*What is needed:* Every entry must be duplicated word for word.

*Material for the task:*

Segment Open

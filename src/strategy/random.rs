use anyhow::Result;
use ethers::types::U256;
use rand::{Rng, SeedableRng};
use rand_chacha::ChaCha8Rng;

use crate::graph::LiquidityGraph;
use crate::models::{PendingTransfer, Transfer};
use crate::strategy::{liquidity_or_zero, RebalancingStrategy};

/// Emits up to `max_transfers` random transfers along existing edges.
///
/// Meant for exercising the transmission path on test networks. The generator is
/// seeded from the liquidity of the lowest network so every oracle holding the same
/// Outcome draws the same sequence.
#[derive(Debug, Clone, Copy)]
pub struct DeterministicRandom {
    max_transfers: usize,
}

impl DeterministicRandom {
    pub fn new(max_transfers: usize) -> Self {
        Self { max_transfers }
    }
}

impl RebalancingStrategy for DeterministicRandom {
    fn name(&self) -> &'static str {
        "random"
    }

    fn compute_transfers_to_balance(
        &self,
        graph: &LiquidityGraph,
        _pending: &[PendingTransfer],
    ) -> Result<Vec<Transfer>> {
        let first = match graph.networks().into_iter().next() {
            Some(n) => n,
            None => return Ok(Vec::new()),
        };
        let edges = graph.get_edges();
        if edges.is_empty() {
            return Ok(Vec::new());
        }

        let seed = liquidity_or_zero(graph, first)?.low_u64();
        let mut rng = ChaCha8Rng::seed_from_u64(seed);

        let count = rng.gen_range(0..=self.max_transfers);
        let mut transfers = Vec::with_capacity(count);
        for _ in 0..count {
            let edge = edges[rng.gen_range(0..edges.len())];
            let available = liquidity_or_zero(graph, edge.source)?;
            if available.is_zero() {
                continue;
            }
            let bound = if available > U256::from(u64::MAX) {
                u64::MAX
            } else {
                available.as_u64()
            };
            let amount = rng.gen_range(1..=bound);
            transfers.push(Transfer::new(edge.source, edge.dest, U256::from(amount)));
        }

        Ok(transfers)
    }
}
use ethers::prelude::abigen;

abigen!(
    ILiquidityManager,
    r#"[
        function getLiquidity() external view returns (uint256)
        function i_localToken() external view returns (address)
        function getSupportedDestChains() external view returns (uint64[])
        function getCrossChainRebalancer(uint64 chainSelector) external view returns (address remoteRebalancer, address localBridge, address remoteToken, bool enabled)
        function latestConfigDetails() external view returns (uint32 configCount, uint32 blockNumber, bytes32 configDigest)
        event LiquidityTransferred(uint64 indexed ocrSeqNum, uint64 indexed fromChainSelector, uint64 indexed toChainSelector, address to, uint256 amount, bytes bridgeSpecificData, bytes bridgeReturnData)
        event ConfigSet(uint32 previousConfigBlockNumber, bytes32 configDigest, uint64 configCount, address[] signers, address[] transmitters, uint8 f, bytes onchainConfig, uint64 offchainConfigVersion, bytes offchainConfig)
    ]"#
);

Segment Closed

*Response:*
filename src/strategy/random.rs
use anyhow::Result;
use ethers::types::U256;
use rand::{Rng, SeedableRng};
use rand_chacha::ChaCha8Rng;

use crate::graph::LiquidityGraph;
use crate::models::{PendingTransfer, Transfer};
use crate::strategy::{liquidity_or_zero, RebalancingStrategy};

/// Emits up to `max_transfers` random transfers along existing edges.
///
/// Meant for exercising the transmission path on test networks. The generator is
/// seeded from the liquidity of the lowest network so every oracle holding the same
/// Outcome draws the same sequence.
#[derive(Debug, Clone, Copy)]
pub struct DeterministicRandom {
    max_transfers: usize,
}

impl DeterministicRandom {
    pub fn new(max_transfers: usize) -> Self {
        Self { max_transfers }
    }
}

impl RebalancingStrategy for DeterministicRandom {
    fn name(&self) -> &'static str {
        "random"
    }

    fn compute_transfers_to_balance(
        &self,
        graph: &LiquidityGraph,
        _pending: &[PendingTransfer],
    ) -> Result<Vec<Transfer>> {
        let first = match graph.networks().into_iter().next() {
            Some(n) => n,
            None => return Ok(Vec::new()),
        };
        let edges = graph.get_edges();
        if edges.is_empty() {
            return Ok(Vec::new());
        }

        let seed = liquidity_or_zero(graph, first)?.low_u64();
        let mut rng = ChaCha8Rng::seed_from_u64(seed);

        let count = rng.gen_range(0..=self.max_transfers);
        let mut transfers = Vec::with_capacity(count);
        for _ in 0..count {
            let edge = edges[rng.gen_range(0..edges.len())];
            let available = liquidity_or_zero(graph, edge.source)?;
            if available.is_zero() {
                continue;
            }
            let bound = if available > U256::from(u64::MAX) {
                u64::MAX
            } else {
                available.as_u64()
            };
            let amount = rng.gen_range(1..=bound);
            transfers.push(Transfer::new(edge.source, edge.dest, U256::from(amount)));
        }

        Ok(transfers)
    }
}
use ethers::prelude::abigen;

abigen!(
    ILiquidityManager,
    r#"[
        function getLiquidity() external view returns (uint256)
        function i_localToken() external view returns (address)
        function getSupportedDestChains() external view returns (uint64[])
        function getCrossChainRebalancer(uint64 chainSelector) external view returns (address remoteRebalancer, address localBridge, address remoteToken, bool enabled)
        function latestConfigDetails() external view returns (uint32 configCount, uint32 blockNumber, bytes32 configDigest)
        event LiquidityTransferred(uint64 indexed ocrSeqNum, uint64 indexed fromChainSelector, uint64 indexed toChainSelector, address to, uint256 amount, bytes bridgeSpecificData, bytes bridgeReturnData)
        event ConfigSet(uint32 previousConfigBlockNumber, bytes32 configDigest, uint64 configCount, address[] signers, address[] transmitters, uint8 f, bytes onchainConfig, uint64 offchainConfigVersion, bytes offchainConfig)
    ]"#
);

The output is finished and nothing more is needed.